* **DATA SUPPLIED**
>>>

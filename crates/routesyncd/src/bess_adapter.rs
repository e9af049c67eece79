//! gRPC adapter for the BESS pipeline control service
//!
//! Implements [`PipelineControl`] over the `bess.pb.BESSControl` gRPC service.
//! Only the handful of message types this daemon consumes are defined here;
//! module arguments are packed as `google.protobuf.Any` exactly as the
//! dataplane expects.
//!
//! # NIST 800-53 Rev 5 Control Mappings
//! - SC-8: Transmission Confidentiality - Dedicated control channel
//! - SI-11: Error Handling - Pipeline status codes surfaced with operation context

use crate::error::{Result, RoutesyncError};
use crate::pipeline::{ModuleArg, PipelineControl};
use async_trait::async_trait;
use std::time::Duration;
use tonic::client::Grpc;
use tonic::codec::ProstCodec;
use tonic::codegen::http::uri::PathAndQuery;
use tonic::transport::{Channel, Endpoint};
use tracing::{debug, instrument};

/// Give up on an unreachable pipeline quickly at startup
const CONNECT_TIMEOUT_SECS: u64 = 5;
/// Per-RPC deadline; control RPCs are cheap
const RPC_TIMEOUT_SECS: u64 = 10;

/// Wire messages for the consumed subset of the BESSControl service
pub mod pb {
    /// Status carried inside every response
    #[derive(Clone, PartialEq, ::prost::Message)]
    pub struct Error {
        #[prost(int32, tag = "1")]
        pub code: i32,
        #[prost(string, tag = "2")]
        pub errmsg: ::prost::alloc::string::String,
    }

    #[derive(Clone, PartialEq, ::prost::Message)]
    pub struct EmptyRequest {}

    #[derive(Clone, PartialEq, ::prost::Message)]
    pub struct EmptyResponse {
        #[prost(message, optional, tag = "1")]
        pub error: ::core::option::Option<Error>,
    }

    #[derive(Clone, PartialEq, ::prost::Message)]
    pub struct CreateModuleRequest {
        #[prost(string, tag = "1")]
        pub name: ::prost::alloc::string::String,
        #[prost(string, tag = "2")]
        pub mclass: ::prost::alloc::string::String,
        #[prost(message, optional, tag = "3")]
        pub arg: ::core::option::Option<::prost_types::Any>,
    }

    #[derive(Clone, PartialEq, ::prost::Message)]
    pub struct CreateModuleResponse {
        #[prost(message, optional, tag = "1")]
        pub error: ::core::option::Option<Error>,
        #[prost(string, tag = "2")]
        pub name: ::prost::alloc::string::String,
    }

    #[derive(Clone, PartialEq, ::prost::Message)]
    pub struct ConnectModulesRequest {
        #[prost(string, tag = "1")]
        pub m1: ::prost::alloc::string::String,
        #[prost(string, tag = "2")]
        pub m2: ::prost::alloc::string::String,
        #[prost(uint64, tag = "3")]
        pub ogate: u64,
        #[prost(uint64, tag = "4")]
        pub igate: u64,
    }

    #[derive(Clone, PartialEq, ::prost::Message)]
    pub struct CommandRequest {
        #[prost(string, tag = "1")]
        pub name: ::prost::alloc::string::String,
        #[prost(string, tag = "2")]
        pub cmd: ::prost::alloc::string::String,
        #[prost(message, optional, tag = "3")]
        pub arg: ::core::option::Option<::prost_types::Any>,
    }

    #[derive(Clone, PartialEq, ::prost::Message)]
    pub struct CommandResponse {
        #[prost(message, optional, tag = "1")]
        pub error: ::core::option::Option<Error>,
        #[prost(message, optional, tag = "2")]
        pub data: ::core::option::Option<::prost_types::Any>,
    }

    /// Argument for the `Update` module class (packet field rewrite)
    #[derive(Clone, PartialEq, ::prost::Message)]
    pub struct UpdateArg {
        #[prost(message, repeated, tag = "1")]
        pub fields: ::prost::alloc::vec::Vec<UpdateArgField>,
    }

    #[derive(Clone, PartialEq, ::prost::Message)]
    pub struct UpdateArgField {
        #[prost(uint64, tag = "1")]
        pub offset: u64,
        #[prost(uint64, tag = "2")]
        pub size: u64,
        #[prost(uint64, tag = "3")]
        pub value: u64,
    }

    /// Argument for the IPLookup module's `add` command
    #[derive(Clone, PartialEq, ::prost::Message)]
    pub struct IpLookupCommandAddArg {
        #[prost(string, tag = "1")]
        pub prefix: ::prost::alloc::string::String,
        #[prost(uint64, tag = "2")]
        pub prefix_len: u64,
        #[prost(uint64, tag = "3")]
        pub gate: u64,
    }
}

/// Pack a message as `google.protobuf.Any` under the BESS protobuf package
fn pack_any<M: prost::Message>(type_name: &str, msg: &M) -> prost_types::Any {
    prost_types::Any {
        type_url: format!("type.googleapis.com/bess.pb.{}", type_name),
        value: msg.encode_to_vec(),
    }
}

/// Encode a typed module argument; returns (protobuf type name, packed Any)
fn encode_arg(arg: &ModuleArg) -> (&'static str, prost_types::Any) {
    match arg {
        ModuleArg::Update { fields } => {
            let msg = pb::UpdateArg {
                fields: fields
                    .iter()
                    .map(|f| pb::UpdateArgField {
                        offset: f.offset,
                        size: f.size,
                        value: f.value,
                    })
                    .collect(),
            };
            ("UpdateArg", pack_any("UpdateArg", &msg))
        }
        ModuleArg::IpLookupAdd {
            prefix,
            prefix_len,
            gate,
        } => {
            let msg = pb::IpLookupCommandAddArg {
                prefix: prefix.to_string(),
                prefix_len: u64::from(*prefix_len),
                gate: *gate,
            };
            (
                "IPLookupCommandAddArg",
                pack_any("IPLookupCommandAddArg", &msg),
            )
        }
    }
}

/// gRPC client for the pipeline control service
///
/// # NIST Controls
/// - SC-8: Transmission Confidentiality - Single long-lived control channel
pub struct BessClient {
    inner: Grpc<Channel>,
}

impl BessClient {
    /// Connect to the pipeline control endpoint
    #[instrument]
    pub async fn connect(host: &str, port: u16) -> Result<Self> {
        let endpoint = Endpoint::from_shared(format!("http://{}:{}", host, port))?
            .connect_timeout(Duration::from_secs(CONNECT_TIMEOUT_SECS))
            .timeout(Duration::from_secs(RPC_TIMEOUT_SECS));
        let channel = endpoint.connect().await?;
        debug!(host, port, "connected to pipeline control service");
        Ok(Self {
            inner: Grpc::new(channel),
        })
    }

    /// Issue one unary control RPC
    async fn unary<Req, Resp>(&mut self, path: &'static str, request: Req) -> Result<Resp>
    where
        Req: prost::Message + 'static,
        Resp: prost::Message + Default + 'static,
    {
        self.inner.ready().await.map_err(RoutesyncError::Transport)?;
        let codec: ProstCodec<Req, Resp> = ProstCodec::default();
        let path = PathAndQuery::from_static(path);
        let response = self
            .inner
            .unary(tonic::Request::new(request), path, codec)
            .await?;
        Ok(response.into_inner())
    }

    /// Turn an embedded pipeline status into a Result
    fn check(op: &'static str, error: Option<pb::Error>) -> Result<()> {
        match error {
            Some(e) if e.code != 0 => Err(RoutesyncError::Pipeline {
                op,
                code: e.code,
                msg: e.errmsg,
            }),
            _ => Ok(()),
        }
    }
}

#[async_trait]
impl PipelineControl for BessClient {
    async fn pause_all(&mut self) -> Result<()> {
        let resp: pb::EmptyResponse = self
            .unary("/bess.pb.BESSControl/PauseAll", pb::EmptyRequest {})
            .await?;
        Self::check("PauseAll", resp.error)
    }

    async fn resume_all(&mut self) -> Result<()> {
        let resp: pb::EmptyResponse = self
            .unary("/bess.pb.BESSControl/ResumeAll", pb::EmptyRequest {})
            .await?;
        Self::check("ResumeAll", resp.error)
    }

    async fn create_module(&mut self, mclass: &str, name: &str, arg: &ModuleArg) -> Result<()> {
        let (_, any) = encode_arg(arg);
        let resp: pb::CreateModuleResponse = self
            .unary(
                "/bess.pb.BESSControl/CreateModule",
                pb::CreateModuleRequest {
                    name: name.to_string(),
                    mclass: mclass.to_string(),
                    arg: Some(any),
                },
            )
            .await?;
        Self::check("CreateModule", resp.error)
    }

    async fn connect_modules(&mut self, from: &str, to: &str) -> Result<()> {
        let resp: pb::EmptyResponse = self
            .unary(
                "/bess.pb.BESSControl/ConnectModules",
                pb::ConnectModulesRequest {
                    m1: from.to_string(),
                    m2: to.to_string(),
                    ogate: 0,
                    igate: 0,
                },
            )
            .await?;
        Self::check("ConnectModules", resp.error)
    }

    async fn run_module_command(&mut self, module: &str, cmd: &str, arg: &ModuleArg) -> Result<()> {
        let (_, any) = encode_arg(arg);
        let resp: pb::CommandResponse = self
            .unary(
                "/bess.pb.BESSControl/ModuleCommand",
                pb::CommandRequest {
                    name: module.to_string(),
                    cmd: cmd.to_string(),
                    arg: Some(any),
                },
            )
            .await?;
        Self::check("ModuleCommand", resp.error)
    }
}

<<<
>>>

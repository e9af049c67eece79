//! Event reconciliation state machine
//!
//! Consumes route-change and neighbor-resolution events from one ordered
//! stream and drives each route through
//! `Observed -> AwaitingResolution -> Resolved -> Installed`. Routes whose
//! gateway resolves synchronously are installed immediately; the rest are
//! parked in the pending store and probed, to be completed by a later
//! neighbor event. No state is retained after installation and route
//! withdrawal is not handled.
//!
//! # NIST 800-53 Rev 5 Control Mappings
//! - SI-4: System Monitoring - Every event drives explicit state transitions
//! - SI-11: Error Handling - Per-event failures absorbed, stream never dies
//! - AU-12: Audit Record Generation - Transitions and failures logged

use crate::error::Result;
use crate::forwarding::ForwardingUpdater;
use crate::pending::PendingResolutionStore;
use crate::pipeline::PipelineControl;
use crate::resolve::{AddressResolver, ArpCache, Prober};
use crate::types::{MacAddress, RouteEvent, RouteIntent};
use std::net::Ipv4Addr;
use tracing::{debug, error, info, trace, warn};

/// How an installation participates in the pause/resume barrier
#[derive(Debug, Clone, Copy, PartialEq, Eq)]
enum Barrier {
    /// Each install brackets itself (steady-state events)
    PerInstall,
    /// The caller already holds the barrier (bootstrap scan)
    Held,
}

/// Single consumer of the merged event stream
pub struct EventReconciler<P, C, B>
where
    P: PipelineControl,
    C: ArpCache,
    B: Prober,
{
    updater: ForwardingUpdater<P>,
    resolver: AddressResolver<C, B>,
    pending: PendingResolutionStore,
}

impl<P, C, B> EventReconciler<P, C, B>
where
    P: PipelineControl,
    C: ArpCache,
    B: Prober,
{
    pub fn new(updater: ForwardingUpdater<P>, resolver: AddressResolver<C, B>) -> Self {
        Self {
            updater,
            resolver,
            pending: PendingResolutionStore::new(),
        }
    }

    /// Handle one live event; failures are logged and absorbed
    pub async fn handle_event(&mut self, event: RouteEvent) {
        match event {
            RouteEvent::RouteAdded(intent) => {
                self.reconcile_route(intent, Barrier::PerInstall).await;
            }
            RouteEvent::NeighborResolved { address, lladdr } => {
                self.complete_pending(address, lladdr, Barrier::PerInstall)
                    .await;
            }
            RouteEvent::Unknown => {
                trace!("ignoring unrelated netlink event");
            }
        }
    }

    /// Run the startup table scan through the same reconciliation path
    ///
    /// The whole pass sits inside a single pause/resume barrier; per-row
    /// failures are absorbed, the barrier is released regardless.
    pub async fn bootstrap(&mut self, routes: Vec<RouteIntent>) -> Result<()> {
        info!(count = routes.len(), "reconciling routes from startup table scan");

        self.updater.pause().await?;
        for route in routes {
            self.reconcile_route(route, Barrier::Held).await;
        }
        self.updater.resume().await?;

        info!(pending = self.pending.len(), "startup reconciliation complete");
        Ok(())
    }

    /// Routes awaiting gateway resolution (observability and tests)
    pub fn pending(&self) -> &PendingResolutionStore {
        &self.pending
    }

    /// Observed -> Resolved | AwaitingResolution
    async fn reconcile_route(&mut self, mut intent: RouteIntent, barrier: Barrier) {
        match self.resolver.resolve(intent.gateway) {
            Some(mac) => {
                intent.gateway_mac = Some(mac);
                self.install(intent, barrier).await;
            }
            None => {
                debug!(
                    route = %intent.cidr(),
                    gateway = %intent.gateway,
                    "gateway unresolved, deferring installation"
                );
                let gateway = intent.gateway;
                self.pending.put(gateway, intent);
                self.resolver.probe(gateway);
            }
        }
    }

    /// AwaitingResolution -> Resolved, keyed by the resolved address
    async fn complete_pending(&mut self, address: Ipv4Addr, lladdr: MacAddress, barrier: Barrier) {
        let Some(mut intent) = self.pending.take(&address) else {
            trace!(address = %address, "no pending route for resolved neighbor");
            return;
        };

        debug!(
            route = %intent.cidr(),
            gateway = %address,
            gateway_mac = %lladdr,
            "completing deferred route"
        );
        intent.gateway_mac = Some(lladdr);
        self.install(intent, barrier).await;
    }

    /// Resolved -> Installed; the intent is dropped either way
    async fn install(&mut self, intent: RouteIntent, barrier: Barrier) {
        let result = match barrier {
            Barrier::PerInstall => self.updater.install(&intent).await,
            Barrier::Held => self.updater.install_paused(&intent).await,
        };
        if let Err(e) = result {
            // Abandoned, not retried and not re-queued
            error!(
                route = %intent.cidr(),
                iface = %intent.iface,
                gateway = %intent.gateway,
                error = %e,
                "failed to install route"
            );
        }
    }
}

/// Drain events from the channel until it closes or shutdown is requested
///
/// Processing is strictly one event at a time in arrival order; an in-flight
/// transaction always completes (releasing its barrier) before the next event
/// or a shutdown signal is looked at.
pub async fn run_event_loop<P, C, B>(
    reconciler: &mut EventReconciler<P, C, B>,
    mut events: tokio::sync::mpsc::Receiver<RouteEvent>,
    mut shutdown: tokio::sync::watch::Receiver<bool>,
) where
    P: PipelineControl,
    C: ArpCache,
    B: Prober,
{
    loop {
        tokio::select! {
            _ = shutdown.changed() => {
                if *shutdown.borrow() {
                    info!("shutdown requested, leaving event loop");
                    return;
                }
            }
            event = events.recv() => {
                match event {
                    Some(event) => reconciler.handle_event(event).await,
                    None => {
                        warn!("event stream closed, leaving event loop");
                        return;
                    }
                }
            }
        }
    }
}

<<<
>>>

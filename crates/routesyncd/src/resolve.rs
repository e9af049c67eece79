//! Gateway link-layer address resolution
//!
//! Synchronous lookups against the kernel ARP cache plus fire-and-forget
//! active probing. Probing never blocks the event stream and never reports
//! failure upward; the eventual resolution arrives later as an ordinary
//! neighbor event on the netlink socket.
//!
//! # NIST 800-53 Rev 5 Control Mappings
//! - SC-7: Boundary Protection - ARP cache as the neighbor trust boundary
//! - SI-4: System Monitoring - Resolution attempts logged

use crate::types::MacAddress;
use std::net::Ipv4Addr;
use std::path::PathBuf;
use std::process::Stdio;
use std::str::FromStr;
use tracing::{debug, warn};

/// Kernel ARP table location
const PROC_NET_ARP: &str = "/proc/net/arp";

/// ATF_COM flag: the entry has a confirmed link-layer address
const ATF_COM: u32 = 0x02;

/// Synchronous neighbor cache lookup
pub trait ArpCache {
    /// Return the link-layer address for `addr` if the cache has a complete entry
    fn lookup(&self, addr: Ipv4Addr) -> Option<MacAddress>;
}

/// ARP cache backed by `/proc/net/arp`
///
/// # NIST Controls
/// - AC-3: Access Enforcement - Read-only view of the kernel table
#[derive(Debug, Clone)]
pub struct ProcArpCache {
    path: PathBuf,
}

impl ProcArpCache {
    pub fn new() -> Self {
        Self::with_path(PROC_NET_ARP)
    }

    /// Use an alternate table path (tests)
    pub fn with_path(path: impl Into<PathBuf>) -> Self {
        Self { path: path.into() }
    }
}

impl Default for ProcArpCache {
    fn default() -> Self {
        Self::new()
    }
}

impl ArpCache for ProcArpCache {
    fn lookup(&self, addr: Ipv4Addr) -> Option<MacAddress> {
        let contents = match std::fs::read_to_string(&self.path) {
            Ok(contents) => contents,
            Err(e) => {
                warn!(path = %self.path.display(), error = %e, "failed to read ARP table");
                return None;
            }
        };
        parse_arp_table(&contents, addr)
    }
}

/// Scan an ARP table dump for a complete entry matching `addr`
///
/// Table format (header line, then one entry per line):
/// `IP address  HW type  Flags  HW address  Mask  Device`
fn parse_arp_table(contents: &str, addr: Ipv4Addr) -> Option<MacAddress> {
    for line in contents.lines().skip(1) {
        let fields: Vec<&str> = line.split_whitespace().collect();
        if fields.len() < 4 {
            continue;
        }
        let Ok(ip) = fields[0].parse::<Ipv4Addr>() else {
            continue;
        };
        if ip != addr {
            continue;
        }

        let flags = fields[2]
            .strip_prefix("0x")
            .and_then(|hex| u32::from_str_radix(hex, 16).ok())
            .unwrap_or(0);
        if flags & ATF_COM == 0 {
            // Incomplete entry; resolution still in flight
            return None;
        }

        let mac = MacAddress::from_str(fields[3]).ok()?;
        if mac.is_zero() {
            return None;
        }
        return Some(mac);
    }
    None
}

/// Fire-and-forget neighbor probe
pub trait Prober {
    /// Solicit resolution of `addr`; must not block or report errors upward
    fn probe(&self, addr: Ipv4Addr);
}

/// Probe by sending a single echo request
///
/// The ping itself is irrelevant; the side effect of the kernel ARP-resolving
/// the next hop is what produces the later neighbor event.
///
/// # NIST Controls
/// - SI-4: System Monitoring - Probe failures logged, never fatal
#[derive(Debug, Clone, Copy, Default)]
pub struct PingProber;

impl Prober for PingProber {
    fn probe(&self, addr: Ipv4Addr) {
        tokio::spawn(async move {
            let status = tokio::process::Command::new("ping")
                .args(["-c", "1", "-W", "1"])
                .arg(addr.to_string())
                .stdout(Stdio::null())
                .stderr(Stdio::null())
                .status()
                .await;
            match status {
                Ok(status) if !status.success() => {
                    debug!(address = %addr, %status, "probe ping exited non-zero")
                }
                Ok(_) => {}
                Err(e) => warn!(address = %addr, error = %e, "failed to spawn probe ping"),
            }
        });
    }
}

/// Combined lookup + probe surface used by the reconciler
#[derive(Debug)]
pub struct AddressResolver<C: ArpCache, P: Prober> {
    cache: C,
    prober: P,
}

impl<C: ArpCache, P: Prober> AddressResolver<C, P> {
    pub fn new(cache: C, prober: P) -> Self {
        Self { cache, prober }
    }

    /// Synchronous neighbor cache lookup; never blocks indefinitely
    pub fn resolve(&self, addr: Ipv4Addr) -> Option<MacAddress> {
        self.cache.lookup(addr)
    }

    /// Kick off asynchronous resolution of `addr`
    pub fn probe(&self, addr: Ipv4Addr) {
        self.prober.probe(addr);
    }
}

<<<

* **TASK ITEM**
Start with the line above that contains "filename crates/routesyncd/src/bess_adapter.rs" and stop after the line that contains "exactly as the". Output those lines exactly, and only those.

* **RESPONSE TO THIS TASK**
filename crates/routesyncd/src/bess_adapter.rs
repository e9af049c67eece79
//! gRPC adapter for the BESS pipeline control service
//!
//! Implements [`PipelineControl`] over the `bess.pb.BESSControl` gRPC service.
//! Only the handful of message types this daemon consumes are defined here;
//! module arguments are packed as `google.protobuf.Any` exactly as the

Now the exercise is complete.